7 pensieri su “GIORNO #30 (una settimana dopo)

  1. Grazie per aver condiviso la tua esperienza, l’ho trovata e letta per caso oggi, in un periodo in cui sto affrontando delle emozioni simili alle tue, per molti aspetti.
    In bocca al lupo!

    • Ciao Margherita, crepi!
      Manca ancora una piccola parte dell’epilogo, cercherò di pubblicarla al più presto così avrai tuuuuuutto il quadro completo della situazione. E se hai riflessioni/sfoghi/altro da esternare, mi trovi qui 😉

  2. Davvero interessante come storia! Inizi uno stage, apri un blog dove racconti cosa è e come funziona una piccola azienda odierna (capi strambi, poca organizzazione etc), e alla fine, come ogni eroe sfortunato, perdi la sfida con il male (il capo non ama le critiche) ma esci a testa alta, da vincitore morale. Non fosse che il periodo è davvero affamato, sarebbe geniale! Purtroppo siamo costretti a ingoiare tanti rospi se vogliamo lavorare, anzi, se vogliamo avere un benché minimo reddito. Ho provato a pagare l’affitto cone le vittorie morali, il padrone stava già scrivendo l’ingiunzione di sfratto. Spero che almeno tu non abbia di questi problemi! Ciao

    • Ciao!
      Al momento no, non ho un affitto da pagare. Sono però prossima ad un trasferimento e avrò varie bollette e nemmeno loro aspettano i comodi dei miei attuali clienti.
      Vivendo in due ci si metterà una pezza ma l’uscita di soldi “altrui” è altrettanto fastidiosa per il nostro eroe. 😉
      Capisco l’esigenza del “benché minimo reddito”, mi chiedo però se a lungo andare funzioni oppure non sia proprio questo nostro ingoiare rospi all’infinito che contribuisce a non far cambiare mai le cose…
      Non ho una risposta valida in assoluto in merito, soltanto una seconda parte del giorno 30 che potrà illustrarti quella che ho scelto a livello personale. Se ti va la trovi qui: https://plus.google.com/104160841567863874918/posts/2KoSVYe9mFG
      Grazie per il tuo commento e in bocca al lupo per tutto!
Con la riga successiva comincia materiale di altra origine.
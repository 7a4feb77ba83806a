//! Storage-side model compiler.
//!
//! Recursively walks a description and lowers it into a [`StorageModel`]:
//! ordered schema fields, a deduplicated import list, and the generated
//! helper methods. Methods hoisted out of embedded structures are re-keyed
//! with a `<field>_` prefix and their bodies target the full document path.

use crate::MAX_EMBED_DEPTH;
use crate::bind::{CompileError, bind_storage};
use crate::description::{Description, FieldDecl};
use crate::ir::{
    MethodKind, ReferenceTarget, StorageField, StorageImport, StorageModel, StorageType,
};
use std::collections::BTreeSet;

/// Compile one entity's description into its storage model.
pub fn compile_storage(
    owner: &str,
    desc: &Description,
    known: &BTreeSet<String>,
) -> Result<StorageModel, CompileError> {
    let mut model = StorageModel::default();
    model.push_import(StorageImport::Mongoose);
    let fields = compile_level(owner, desc, known, 0, "", "", &mut model)?;
    model.fields = fields;

    // Every require declares a module-level const; a repeated name would be
    // a JS SyntaxError in the emitted module.
    let mut bindings: BTreeSet<&str> = BTreeSet::new();
    for import in &model.imports {
        if !bindings.insert(import.binding_name()) {
            return Err(CompileError::BindingCollision {
                binding: import.binding_name().to_string(),
            });
        }
    }
    Ok(model)
}

fn compile_level(
    owner: &str,
    desc: &Description,
    known: &BTreeSet<String>,
    depth: usize,
    slot_prefix: &str,
    name_prefix: &str,
    model: &mut StorageModel,
) -> Result<Vec<StorageField>, CompileError> {
    let mut fields = Vec::with_capacity(desc.fields.len());

    for (key, decl) in &desc.fields {
        let slot = format!("{slot_prefix}{key}");
        match decl {
            FieldDecl::Tag(raw) => {
                let binding = bind_storage(key, &slot, raw, owner, known, false)?;
                absorb(model, name_prefix, binding.imports, binding.methods);
                fields.push(StorageField {
                    name: key.clone(),
                    ty: binding.ty,
                    required: binding.required,
                    unique: binding.unique,
                });
            }
            FieldDecl::List(raw) => {
                let binding = bind_storage(key, &slot, raw, owner, known, true)?;
                absorb(model, name_prefix, binding.imports, binding.methods);
                fields.push(StorageField {
                    name: key.clone(),
                    ty: StorageType::List(Box::new(binding.ty)),
                    required: binding.required,
                    unique: binding.unique,
                });
            }
            FieldDecl::Embedded(sub) => {
                if depth + 1 >= MAX_EMBED_DEPTH {
                    return Err(CompileError::TooDeep {
                        field: slot,
                        limit: MAX_EMBED_DEPTH,
                    });
                }
                let sub_fields = compile_level(
                    owner,
                    sub,
                    known,
                    depth + 1,
                    &format!("{slot}."),
                    &format!("{name_prefix}{key}_"),
                    model,
                )?;
                // Embedded structures have no identity and are always
                // nullable, regardless of markers on their own key.
                fields.push(StorageField {
                    name: key.clone(),
                    ty: StorageType::Embedded(sub_fields),
                    required: false,
                    unique: false,
                });
            }
        }
    }

    Ok(fields)
}

fn absorb(
    model: &mut StorageModel,
    name_prefix: &str,
    imports: Vec<StorageImport>,
    methods: Vec<crate::ir::StorageMethod>,
) {
    // Imports and the method bodies that close over them get the same
    // `<field>_` re-keying as the method names, so a reference field in an
    // embedded structure never shadows a top-level one.
    for mut import in imports {
        if !name_prefix.is_empty() {
            if let StorageImport::Model { binding, .. } = &mut import {
                *binding = format!("{name_prefix}{binding}");
            }
        }
        model.push_import(import);
    }
    for mut method in methods {
        if !name_prefix.is_empty() {
            method.name = format!("{name_prefix}{}", method.name);
            if let MethodKind::GetReference {
                target: ReferenceTarget::Import { binding },
            } = &mut method.kind
            {
                *binding = format!("{name_prefix}{binding}");
            }
        }
        model.methods.push(method);
    }
}
//! One-shot batch generation over a directory of description files.

use modelgen_codegen::{
    ApiModel, CompileError, Description, StorageModel, compile_api, compile_storage,
    emit::{emit_model, emit_models_index, emit_schema, emit_schema_index},
};
use std::collections::{BTreeMap, BTreeSet};
use std::fs;
use std::path::{Path, PathBuf};
use tracing::{debug, info, warn};
use walkdir::WalkDir;

#[derive(Debug, thiserror::Error)]
pub enum BatchError {
    #[error("failed to read {}: {source}", path.display())]
    Read {
        path: PathBuf,
        #[source]
        source: std::io::Error,
    },

    #[error("failed to write {}: {source}", path.display())]
    Write {
        path: PathBuf,
        #[source]
        source: std::io::Error,
    },

    #[error("invalid description in {}: {source}", path.display())]
    Parse {
        path: PathBuf,
        #[source]
        source: serde_json::Error,
    },

    #[error("{}: {source}", path.display())]
    Compile {
        path: PathBuf,
        #[source]
        source: CompileError,
    },

    #[error("file name \"{name}\" is not a valid entity identifier")]
    InvalidEntityName { name: String },

    #[error("entity {entity} generates type \"{type_name}\", already taken by {taken_by}")]
    TypeNameCollision {
        entity: String,
        type_name: String,
        taken_by: String,
    },
}

/// Outcome of one batch run. Errors are per-file and never abort the batch;
/// the aggregators are written even when `generated` is empty.
#[derive(Debug, Default)]
pub struct BatchReport {
    /// Entities whose model and schema modules were written, in output order.
    pub generated: Vec<String>,
    pub errors: Vec<BatchError>,
}

impl BatchReport {
    pub fn has_errors(&self) -> bool {
        !self.errors.is_empty()
    }
}

/// Generate code for every `*.json` description in `input_dir`
/// (non-recursive), writing under `output_dir/models` and
/// `output_dir/schema`. Only enumeration and output-directory creation
/// failures are fatal.
pub fn run_batch(input_dir: &Path, output_dir: &Path) -> Result<BatchReport, BatchError> {
    let mut report = BatchReport::default();

    // Sorted enumeration keeps re-runs byte-identical; readdir order is
    // platform-unstable.
    let mut files = Vec::new();
    for entry in WalkDir::new(input_dir).min_depth(1).max_depth(1) {
        let entry = entry.map_err(|e| BatchError::Read {
            path: input_dir.to_path_buf(),
            source: e.into(),
        })?;
        let path = entry.into_path();
        if path.is_file() && path.extension().is_some_and(|ext| ext == "json") {
            files.push(path);
        }
    }
    files.sort();
    debug!(count = files.len(), input = %input_dir.display(), "enumerated descriptions");

    // The known-entity set is built before any compilation so references
    // bind regardless of processing order.
    let mut inputs: Vec<(String, PathBuf)> = Vec::new();
    let mut known: BTreeSet<String> = BTreeSet::new();
    for path in files {
        match path.file_stem().and_then(|s| s.to_str()) {
            Some(stem) if is_valid_entity_name(stem) => {
                known.insert(stem.to_string());
                inputs.push((stem.to_string(), path));
            }
            _ => report.errors.push(BatchError::InvalidEntityName {
                name: path.file_name().unwrap_or_default().to_string_lossy().into_owned(),
            }),
        }
    }

    let models_dir = output_dir.join("models");
    let schema_dir = output_dir.join("schema");
    for dir in [&models_dir, &schema_dir] {
        fs::create_dir_all(dir).map_err(|e| BatchError::Write {
            path: dir.clone(),
            source: e,
        })?;
    }

    // Compile everything first: the type-name collision check must see the
    // whole batch before anything is emitted.
    let mut compiled: Vec<(String, StorageModel, ApiModel)> = Vec::new();
    for (entity, path) in inputs {
        match compile_one(&entity, &path, &known) {
            Ok((storage, api)) => compiled.push((entity, storage, api)),
            Err(err) => {
                warn!(entity, "compilation failed");
                report.errors.push(err);
            }
        }
    }

    let mut taken: BTreeMap<String, String> = BTreeMap::new();
    taken.insert("RootQueryType".to_string(), "the schema root".to_string());
    taken.insert("Mutation".to_string(), "the schema root".to_string());
    let mut emitted: Vec<(String, StorageModel, ApiModel)> = Vec::new();
    for (entity, storage, api) in compiled {
        let mut collision = None;
        for type_name in api.type_names() {
            if let Some(taken_by) = taken.get(&type_name) {
                collision = Some(BatchError::TypeNameCollision {
                    entity: entity.clone(),
                    type_name,
                    taken_by: taken_by.clone(),
                });
                break;
            }
        }
        if let Some(err) = collision {
            report.errors.push(err);
            continue;
        }
        for type_name in api.type_names() {
            taken.insert(type_name, entity.clone());
        }
        emitted.push((entity, storage, api));
    }

    let mut aggregated: Vec<(String, ApiModel)> = Vec::new();
    for (entity, storage, api) in emitted {
        let model_path = models_dir.join(format!("{entity}.js"));
        if let Err(source) = fs::write(&model_path, emit_model(&entity, &storage)) {
            report.errors.push(BatchError::Write {
                path: model_path,
                source,
            });
            continue;
        }
        let schema_path = schema_dir.join(format!("{entity}.js"));
        if let Err(source) = fs::write(&schema_path, emit_schema(&entity, &api)) {
            report.errors.push(BatchError::Write {
                path: schema_path,
                source,
            });
            continue;
        }
        info!(entity, "generated");
        report.generated.push(entity.clone());
        aggregated.push((entity, api));
    }

    // Aggregators are regenerated every run, even for an empty entity set.
    let names: Vec<String> = aggregated.iter().map(|(e, _)| e.clone()).collect();
    let models_index = models_dir.join("index.js");
    if let Err(source) = fs::write(&models_index, emit_models_index(&names)) {
        report.errors.push(BatchError::Write {
            path: models_index,
            source,
        });
    }
    let schema_index = schema_dir.join("index.js");
    if let Err(source) = fs::write(&schema_index, emit_schema_index(&aggregated)) {
        report.errors.push(BatchError::Write {
            path: schema_index,
            source,
        });
    }

    Ok(report)
}

fn compile_one(
    entity: &str,
    path: &Path,
    known: &BTreeSet<String>,
) -> Result<(StorageModel, ApiModel), BatchError> {
    let content = fs::read_to_string(path).map_err(|source| BatchError::Read {
        path: path.to_path_buf(),
        source,
    })?;
    let desc: Description = serde_json::from_str(&content).map_err(|source| BatchError::Parse {
        path: path.to_path_buf(),
        source,
    })?;
    let storage = compile_storage(entity, &desc, known).map_err(|source| BatchError::Compile {
        path: path.to_path_buf(),
        source,
    })?;
    let api = compile_api(entity, &desc, known).map_err(|source| BatchError::Compile {
        path: path.to_path_buf(),
        source,
    })?;
    Ok((storage, api))
}

/// Entity names become identifiers in the generated modules.
fn is_valid_entity_name(name: &str) -> bool {
    let mut chars = name.chars();
    match chars.next() {
        Some(c) if c.is_ascii_alphabetic() || c == '_' || c == '$' => {}
        _ => return false,
    }
    chars.all(|c| c.is_ascii_alphanumeric() || c == '_' || c == '$')
}

#[cfg(test)]
mod tests {
    use super::*;

    #[test]
    fn entity_name_validation() {
        assert!(is_valid_entity_name("User"));
        assert!(is_valid_entity_name("_private"));
        assert!(is_valid_entity_name("Order2"));
        assert!(!is_valid_entity_name(""));
        assert!(!is_valid_entity_name("2fast"));
        assert!(!is_valid_entity_name("user-profile"));
        assert!(!is_valid_entity_name("user profile"));
    }
}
  3. L’ho scoperto tardi, tardissimo, questo blog. Ho recuperato i giorni perduti leggendolo tutto in una giornata di ozio estivo; mi sono talmente appassionata che questo finale è arrivato troppo presto. Non so neanche se la storia è vera, spero comunque che dopo oltre un anno tutti i dolori della giovane Werther siano passati. Ad ogni modo, la mia filosofia è semplice: finché c’è il compagno che paga la casa, le bollette etc., è giusto andare avanti! Quando i soldi di tutti saranno finiti, allora sarà tempo di cercare un lavoro “normale”… In bocca al lupo!

    • Ciao Chiara, grazie per aver dedicato il tuo ozio alla lettura di questo racconto. La storia è verissima, ma non penso sia speciale; assomiglia a quella di molti altri, l’unico tassello in più è che ho voluto condividerla senza troppe censure. Il motivo? Lanciare una ciambella a chi sente di nuotare da solo in mare aperto (siamo stati e siamo ancora in tanti).
      Psicologicamente parlando i dolori si sono molto attenuati, lavorativamente devo ancora capirlo, dopo quasi due anni di partita IVA sul groppone.
      Impossibile per l’orgogliosa copy andare a traino totale del proprio compagno. 😀 Anche se c’è un certo divario tra uno stipendio da lavoro dipendente e uno da autonoma, cerchiamo di fare 50 e 50 per le bollette, così come per la spesa settimanale e come è successo per (udite udite!) il ricevimento di nozze. La casa è una mansarda ammobiliata concessa gentilmente in prestito, e questo crea mal di pancia anche al contratto a tempo indeterminato, ma non sarà per sempre (speriamo).
      Così come il desiderio caparbio di autonomia, che di fronte ad altri obiettivi di vita passerà forse in secondo piano, senza aspettare che si prosciughino i fondi.
      Qui potrebbe partire un altro blog fantascientifico su partite IVA che cercano di costruirsi un futuro, ma me lo risparmio. 😉
      Crepi il lupo e ancora grazie!